At a glance
Daily series of refund value issued through Viva Payments. Surfaces refund pattern shape (post-sale spikes, end-of-month batches, “free returns” promo aftermath) that the period summary hides.
| What it counts | SUM(refunds.Amount) bucketed by refund IssueDate (UTC day). Multi-currency stores get one trend per currency. |
| API endpoint | /api/transactions/{id}/refunds aggregated daily. |
| Currency | Multi-currency native, no FX. Per-currency lines. |
| Refunds counted | Both full and partial refunds. |
| Disputes / chargebacks | Excluded (not refunds). |
| Failed payments | Not relevant. |
| Refund-day vs sale-day | This card uses issue date. A refund of an April sale issued on 02 May lands on 02 May’s bucket. |
| Channels | Online + POS unified. |
| Time window | 90D rolling. |
| Alert trigger | Daily anomalies (>2σ from rolling mean), or monthly running average up >25% vs prior. |
| Roles | owner, finance |
Calculation
Calculated automatically from your Viva Payments data. See the At a glance summary above for what the metric tracks and the worked example below for a typical reading.Worked example
A pan-EU fashion DTC brand on Smart Checkout, 30-day free returns, generous post-sale window. 90-day window 02 Feb 26 to 02 May 26.- Refunds lag sales by ~ 14, 21 days. A spike in mid-March refunds maps to a sale 14, 21 days earlier (typical “tried it, didn’t fit, returning at the end of the policy window”). Fashion’s standard return-window pattern.

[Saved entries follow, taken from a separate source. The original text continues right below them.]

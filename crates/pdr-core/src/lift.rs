//! Turning satisfying assignments into (small) predecessor cubes.

use pdr_aig::{Aig, AigLit, TernarySim};

use crate::cube::{Cube, Lit};
use crate::frames::Assignment;

pub struct Lifter {
    sim: TernarySim,
    enabled: bool,
    lits_removed: u64,
}

impl Lifter {
    pub fn new(enabled: bool) -> Self {
        Self { sim: TernarySim::new(), enabled, lits_removed: 0 }
    }

    /// Cube of states that, under the assignment's inputs, all step into
    /// `target`.
    pub fn predecessor(&mut self, aig: &Aig, assignment: &Assignment, target: &Cube, order: &[usize]) -> Cube {
        let targets: Vec<(AigLit, bool)> = target
            .lits()
            .iter()
            .map(|l| (aig.latch_next(l.var()), l.value()))
            .collect();
        self.lift(aig, assignment, &targets, order)
    }

    /// Cube of states that, under the assignment's inputs, raise `bad`.
    pub fn bad_cube(&mut self, aig: &Aig, assignment: &Assignment, order: &[usize]) -> Cube {
        self.lift(aig, assignment, &[(aig.bad(), true)], order)
    }

    fn lift(&mut self, aig: &Aig, assignment: &Assignment, targets: &[(AigLit, bool)], order: &[usize]) -> Cube {
        let kept: Vec<Option<bool>> = if self.enabled {
            self.sim.minimize(aig, &assignment.state, &assignment.inputs, targets, order)
        } else {
            assignment.state.iter().copied().map(Some).collect()
        };
        let state: Vec<Lit> = kept
            .iter()
            .enumerate()
            .filter_map(|(reg, v)| v.map(|v| Lit::new(reg, v)))
            .collect();
        self.lits_removed += (kept.len() - state.len()) as u64;
        let inputs: Vec<Lit> = assignment
            .inputs
            .iter()
            .enumerate()
            .map(|(i, &v)| Lit::new(i, v))
            .collect();
        Cube::new(state, &inputs)
    }

    pub fn runs(&self) -> u64 {
        self.sim.runs()
    }

    /// Register literals removed by lifting so far.
    pub fn lits_removed(&self) -> u64 {
        self.lits_removed
    }
}

#[cfg(test)]
mod tests {
    use super::*;
    use pdr_aig::library;

    #[test]
    fn shift_register_predecessor_needs_one_register() {
        let aig = library::shift_register(3);
        let target = Cube::new(vec![Lit::new(2, true)], &[]);
        let assignment = Assignment { state: vec![true, true, false], inputs: vec![false] };
        let mut lifter = Lifter::new(true);
        let pred = lifter.predecessor(&aig, &assignment, &target, &[0, 1, 2]);
        assert_eq!(pred.lits(), &[Lit::new(1, true)]);
        assert_eq!(pred.input_lits(), &[Lit::new(0, false)]);
        assert_eq!(lifter.lits_removed(), 2);
    }

    #[test]
    fn disabled_lifting_keeps_full_state() {
        let aig = library::shift_register(3);
        let assignment = Assignment { state: vec![false, false, true], inputs: vec![true] };
        let mut lifter = Lifter::new(false);
        let bad = lifter.bad_cube(&aig, &assignment, &[0, 1, 2]);
        assert_eq!(bad.len(), 3);
        let mut lifter = Lifter::new(true);
        let bad = lifter.bad_cube(&aig, &assignment, &[0, 1, 2]);
        assert_eq!(bad.lits(), &[Lit::new(2, true)]);
    }
}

- Mondays are the highest refund day. Customer service teams process the weekend’s return-request backlog on Monday. POS in-store returns over the weekend also get keyed on Monday. This is operational, not behavioural.
- Sale-end + 14d / 21d / 30d are predictable spikes. Map sale dates → expected refund spike dates. If your refund spike is bigger than expected, the sale’s product-quality or sizing was off.
- Multi-currency, separate lines. GBP refund line shows separately from EUR line; don’t conflate.
- Sentiment alert at 2σ catches single-day outliers. A normal Monday is EUR 800; an anomaly day at EUR 4,000 will alert. Useful for catching customer-service outages where 100 returns process in one batch.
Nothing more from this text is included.